Work order:
Report all lines in the records that hold the string "ArchitectureClassifier".

Dataset entries:
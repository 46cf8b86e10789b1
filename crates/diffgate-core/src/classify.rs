//! Domain line classifiers.
//!
//! Each domain supplies positive signals through [`LineClassifier::signals`];
//! the universal cosmetic exclusions (blank, comment-only, punctuation-only)
//! are applied first by [`LineClassifier::is_semantic`]. Heuristics lean
//! toward flagging: an unnecessary doc reminder is cheap, an undocumented
//! metrics change is not.

use serde::{Deserialize, Serialize};

const COMMENT_MARKERS: &[&str] = &["//", "/*", "*"];
const STRUCTURAL_PUNCTUATION: &[char] = &['{', '}', '(', ')', ';', ',', '[', ']'];

const METRIC_OPERATORS: &[&str] = &[
    "+", "-", "*", "/", "%", ">=", "<=", "==", "!=", ">", "<", "=",
];
const METRIC_KEYWORDS: &[&str] = &[
    "clamp",
    "threshold",
    "normalize",
    "score",
    "stability",
    "variance",
];
const ML_KEYWORDS: &[&str] = &["model", "inference", "preprocess", "postprocess"];
const CAPTURE_SYMBOLS: &[&str] = &["CameraController"];
const LAYER_NAMES: &[&str] = &["services", "core", "ui"];

/// Blank after trimming.
pub fn is_blank(line: &str) -> bool {
    line.trim().is_empty()
}

/// Starts with a recognised comment marker.
pub fn is_comment_only(line: &str) -> bool {
    let trimmed = line.trim();
    COMMENT_MARKERS.iter().any(|m| trimmed.starts_with(m))
}

/// Consists solely of braces, parens, brackets, commas and semicolons
/// (interior whitespace allowed).
pub fn is_punctuation_only(line: &str) -> bool {
    let trimmed = line.trim();
    !trimmed.is_empty()
        && trimmed
            .chars()
            .all(|c| c.is_whitespace() || STRUCTURAL_PUNCTUATION.contains(&c))
}

/// Any of the universal cosmetic exclusions.
pub fn is_cosmetic(line: &str) -> bool {
    is_blank(line) || is_comment_only(line) || is_punctuation_only(line)
}

fn is_import(trimmed: &str) -> bool {
    trimmed.starts_with("import ")
}

fn is_conditional(trimmed: &str) -> bool {
    trimmed.starts_with("if ") || trimmed.starts_with("if(")
}

/// Coarse callable-signature proxy: both parentheses present, not an import,
/// not a conditional. Multi-argument calls are flagged too.
pub fn is_signature_change(line: &str) -> bool {
    let trimmed = line.trim();
    !is_import(trimmed)
        && !is_conditional(trimmed)
        && trimmed.contains('(')
        && trimmed.contains(')')
}

/// Decides whether one line of diff text carries meaning for a domain.
pub trait LineClassifier: Send + Sync {
    /// Stable name used in logs.
    fn name(&self) -> &'static str;

    /// Domain-specific positive signals, evaluated on a non-cosmetic line.
    fn signals(&self, line: &str) -> bool;

    /// True when the line survives cosmetic exclusion and shows a signal.
    fn is_semantic(&self, line: &str) -> bool {
        !is_cosmetic(line) && self.signals(line)
    }
}

/// Numeric, operator, scoring-vocabulary, `return` or signature changes.
#[derive(Debug, Clone, Copy, Default)]
pub struct MetricsClassifier;

impl LineClassifier for MetricsClassifier {
    fn name(&self) -> &'static str {
        "metrics"
    }

    fn signals(&self, line: &str) -> bool {
        line.chars().any(|c| c.is_ascii_digit())
            || METRIC_OPERATORS.iter().any(|op| line.contains(op))
            || METRIC_KEYWORDS.iter().any(|kw| line.contains(kw))
            || line.contains("return")
            || is_signature_change(line)
    }
}

/// Model, inference pipeline and capture-controller changes.
#[derive(Debug, Clone, Copy, Default)]
pub struct MlVisionClassifier;

impl LineClassifier for MlVisionClassifier {
    fn name(&self) -> &'static str {
        "ml_vision"
    }

    fn signals(&self, line: &str) -> bool {
        ML_KEYWORDS.iter().any(|kw| line.contains(kw))
            || CAPTURE_SYMBOLS.iter().any(|s| line.contains(s))
            || is_signature_change(line)
    }
}

/// Cross-layer imports and signature changes.
#[derive(Debug, Clone, Copy, Default)]
pub struct ArchitectureClassifier;

impl LineClassifier for ArchitectureClassifier {
    fn name(&self) -> &'static str {
        "architecture"
    }

    fn signals(&self, line: &str) -> bool {
        let trimmed = line.trim();
        if is_import(trimmed) && LAYER_NAMES.iter().any(|l| trimmed.contains(l)) {
            return true;
        }
        is_signature_change(trimmed)
    }
}

static METRICS: MetricsClassifier = MetricsClassifier;
static ML_VISION: MlVisionClassifier = MlVisionClassifier;
static ARCHITECTURE: ArchitectureClassifier = ArchitectureClassifier;

/// Declarative selector for a classifier strategy.
#[derive(Debug, Clone, Copy, PartialEq, Eq, Serialize, Deserialize)]
#[serde(rename_all = "snake_case")]
pub enum ClassifierKind {
    Metrics,
    MlVision,
    Architecture,
}

impl ClassifierKind {
    pub fn classifier(self) -> &'static dyn LineClassifier {
        match self {
            ClassifierKind::Metrics => &METRICS,
            ClassifierKind::MlVision => &ML_VISION,
            ClassifierKind::Architecture => &ARCHITECTURE,
        }
    }

    pub fn all() -> [ClassifierKind; 3] {
        [
            ClassifierKind::Metrics,
            ClassifierKind::MlVision,
            ClassifierKind::Architecture,
        ]
    }
}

Written answer:
pub struct ArchitectureClassifier;
impl LineClassifier for ArchitectureClassifier {
static ARCHITECTURE: ArchitectureClassifier = ArchitectureClassifier;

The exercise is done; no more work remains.